KLIFF uses YAML configuration files for training interatomic force fields with machine learning models. The configuration file consists of several key sections:

  1. workspace: Manages where training runs are stored and defines random seeds for reproducibility. Example:

workspace:
    name: test_run
    seed: 12345
    resume: False
  1. dataset: Configures how the training data is loaded, specifying dataset type (ASE, file paths, etc.), shuffling, and property keys. Example:

dataset:
    type: ase
    path: Si.xyz
    shuffle: True
    keys:
      energy: Energy
      forces: forces
  1. model: Defines the model backend (e.g., KIM or Torch) and its properties such as path, name, and input arguments. Example (Torch Model):

model:
    path: ./model_dnn.pt
    name: "TorchDNN"
  1. transforms: Modifies data or model parameters before or during training (e.g., parameter transformations or graph construction). Example:

transforms:
    parameter:
     - A
     - B
     - sigma:
         transform_name: LogParameterTransform
         value: 2.0
         bounds: [[1.0, 10.0]]
  1. training: Controls the training loop, including loss function, optimizer, learning rate, dataset splitting, and hyperparameters like batch size and epochs. Example:

training:
   loss:
     function: MSE
     weights:
        energy: 1.0
        forces: 1.0
   optimizer:
     name: Adam
     learning_rate: 1.e-3
   batch_size: 2
   epochs: 20
   log_per_atom_pred: True
  1. export (Optional): Exports the trained model for external usage, such as creating a KIM-API model. Example:

export:
   generate_tarball: True
   model_path: ./
   model_name: SW_StillingerWeber_trained_1985_Si__MO_405512056662_006

Example: Training a KIM Potential

  1. Dataset Setup: Download training data.
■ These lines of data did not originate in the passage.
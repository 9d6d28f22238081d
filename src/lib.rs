pub mod error;
pub mod models;
pub mod numeric;
pub mod sheet;
pub mod storage;
pub mod store;
pub mod ui;

// Re-export commonly used items
pub use error::{AppError, AppResult};
pub use models::{HeaderConfig, InventoryRecord, Theme};
pub use numeric::{format_quantity, normalize_str};
pub use sheet::{build_workbook, file_name, read_inventory, write_inventory};
pub use storage::Storage;
pub use store::{matches_filter, FilterSummary, RecordStore, SavePlan, ValidationError};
wget https://raw.githubusercontent.com/openkim/kliff/main/examples/Si_training_set_4_configs.tar.gz
  1. Configuration: Define workspace, dataset, model, and training settings.

workspace = {
    "name": "SW_train_example",
    "random_seed": 12345
}
dataset = {
    "type": "path",
    "path": "Si_training_set_4_configs",
    "shuffle": True
}
model = {
    "name": "SW_StillingerWeber_1985_Si__MO_405512056662_006"
}
transforms = {
    "parameter": ["A", "B", "sigma"]
}
training = {
    "loss": {
        "function" : "MSE",
        "weights": "weights.yaml" # per atom weight
    },
    "optimizer": {
        "name": "L-BFGS-B"
    },
    "training_dataset": {
        "train_size": 3
    },
    "validation_dataset": {
        "val_size": 1
    },
    "epoch" : 10,
    "log_per_atom_pred": True, # log per atom predictions
    "verbose": True
}
export = {
    "model_path": "./",
    "model_name": "MySW__MO_111111111111_000"
}
training_manifest = {
    "workspace": workspace,
    "model": model,
    "dataset": dataset,
    "transforms": transforms,
    "training": training,
    "export": export
}
  1. Train: Pass configuration to trainer and begin training.
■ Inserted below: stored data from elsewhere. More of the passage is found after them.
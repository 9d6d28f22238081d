use std::time::{Duration, Instant};

use crate::models::InventoryRecord;
use crate::numeric::{format_quantity, normalize_str};
use crate::store::SavePlan;

/// Form state for the create/edit window. Quantities are kept as text and
/// normalized on save, like the original form inputs.
#[derive(Default)]
pub struct EditorState {
    pub open: bool,
    /// Store index of the record being edited; `None` for a new record.
    pub editing: Option<usize>,
    pub code: String,
    pub description: String,
    pub book_qty: String,
    pub counted_qty: String,
}

impl EditorState {
    pub fn open_new(&mut self) {
        *self = Self::default();
        self.open = true;
    }

    pub fn open_edit(&mut self, index: usize, record: &InventoryRecord) {
        self.open = true;
        self.editing = Some(index);
        self.code = record.code.clone();
        self.description = record.description.clone();
        self.book_qty = format_quantity(record.book_qty);
        self.counted_qty = format_quantity(record.counted_qty);
    }

    pub fn close(&mut self) {
        self.open = false;
    }

    pub fn title(&self) -> &'static str {
        if self.editing.is_some() {
            "Editar producto"
        } else {
            "Nuevo producto"
        }
    }

    pub fn save_label(&self) -> &'static str {
        if self.editing.is_some() {
            "Actualizar"
        } else {
            "Guardar"
        }
    }

    pub fn to_record(&self) -> InventoryRecord {
        InventoryRecord::new(
            &self.code,
            &self.description,
            normalize_str(&self.book_qty),
            normalize_str(&self.counted_qty),
        )
    }
}

/// Form state for editing the export header block.
#[derive(Default)]
pub struct HeaderEditorState {
    pub open: bool,
    pub prepared_by: String,
    pub warehouse_label: String,
}

/// A decision the user must make before the operation proceeds. Cancelling
/// drops the pending operation with no mutation.
pub enum Confirmation {
    DuplicateCode(SavePlan),
    ClearAll,
}

impl Confirmation {
    pub fn message(&self) -> String {
        match self {
            Confirmation::DuplicateCode(SavePlan::ConfirmOverwrite { record, .. }) => format!(
                "Ya existe un producto con el código {}. ¿Desea sobrescribirlo?",
                record.code
            ),
            Confirmation::DuplicateCode(plan) => format!(
                "Otro producto ya usa el código {}. ¿Desea continuar de todos modos?",
                plan.record().code
            ),
            Confirmation::ClearAll => {
                "Se eliminarán todos los registros del inventario. ¿Desea continuar?".to_string()
            }
        }
    }
}

/// Transient notification shown in the corner of the window.
pub struct Toast {
    pub message: String,
    pub is_error: bool,
    shown_at: Instant,
}

impl Toast {
    // Matches the 3500 ms auto-hide of the original notifications.
    const LIFETIME: Duration = Duration::from_millis(3500);

    pub fn success(message: impl Into<String>) -> Self {
        Self {
            message: message.into(),
            is_error: false,
            shown_at: Instant::now(),
        }
    }

    pub fn error(message: impl Into<String>) -> Self {
        Self {
            message: message.into(),
            is_error: true,
            shown_at: Instant::now(),
        }
    }

    pub fn expired(&self) -> bool {
        self.shown_at.elapsed() >= Self::LIFETIME
    }
}

#[cfg(test)]
mod tests {
    use super::*;

    #[test]
    fn editor_round_trips_a_record() {
        let record = InventoryRecord::new("A-001", "Tornillo", 100.0, 98.5);
        let mut editor = EditorState::default();
        editor.open_edit(3, &record);

        assert_eq!(editor.editing, Some(3));
        assert_eq!(editor.book_qty, "100");
        assert_eq!(editor.counted_qty, "98.5");
        assert_eq!(editor.to_record(), record);
        assert_eq!(editor.title(), "Editar producto");
    }

    #[test]
    fn editor_normalizes_latin_quantities() {
        let editor = EditorState {
            open: true,
            editing: None,
            code: " A-002 ".to_string(),
            description: "Tuerca".to_string(),
            book_qty: "1.234,5".to_string(),
            counted_qty: "".to_string(),
        };
        let record = editor.to_record();
        assert_eq!(record.code, "A-002");
        assert_eq!(record.book_qty, 1234.5);
        assert_eq!(record.counted_qty, 0.0);
        assert_eq!(editor.title(), "Nuevo producto");
    }
}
from kliff.trainer.kim_trainer import KIMTrainer
trainer = KIMTrainer(training_manifest)
trainer.train()
trainer.save_kim_model()

This manifests the YAML configuration for KLIFF’s training process, defining key sections and settings to ensure a smooth model training experience.

Weights

In the above example, the weights.yaml (extension of file should be yaml and not yml ) file is used to define the weights for each atom in the training set. The weights are defined in a YAML file as follows:

- config: 1.0
  forces: [0.59918768, ...]
  energy: 1.0

- config: 10.0
  forces: [0.97496481, ...]
  energy: 0.01

- ...

Here each entry corresponds to a configuration in the dataset. Any missing item from the yaml file is assumed to be 0.0 or None. The weights are used to scale the loss function during training, allowing for more or less emphasis on certain configurations or properties. You can also provide weights as a dictionary or datafile.

Per-atom predictions logging

If the training manifest contains the log_per_atom_pred key, the trainer will log per-atom predictions during training (currently only forces). This is useful for analyzing the model’s performance or uncertainty at the atomic level. The logged predictions can be found in the workspace directory, under the current run directory, as an lmdb file. The file name will be per_atom_pred_database.lmdb, and the properties are logged with key epoch_{i}|index_{j}, where i is the epoch number and j is the index of the configuration in the dataset. You need the lmdb library installed to enable this functionality.

For more details, refer to the KLIFF documentation

Default artifacts

Below is the list of default artifacts and files that KLIFF may generate during the training. Most of these can be named as per the user requirements. The detailed keywords are provided in the KLIFF API documentation.

File / Folder

Description

kliff.log

KLIFF’s own file logs, produced in the current working directory (CWD)

fingerprints.pkl

Descriptors generated by the legacy descriptor module

finger...mean_and_std.pkl

Normalized descriptors generated by the legacy descriptor module

final_model.pkl

Trained, serialized machine-learning model

optimizer_state.pkl

Optimizer state for restarting

orig_model.pkl

Original model serialization used by the UQ module

kliff_saved_model

Checkpoints and saved models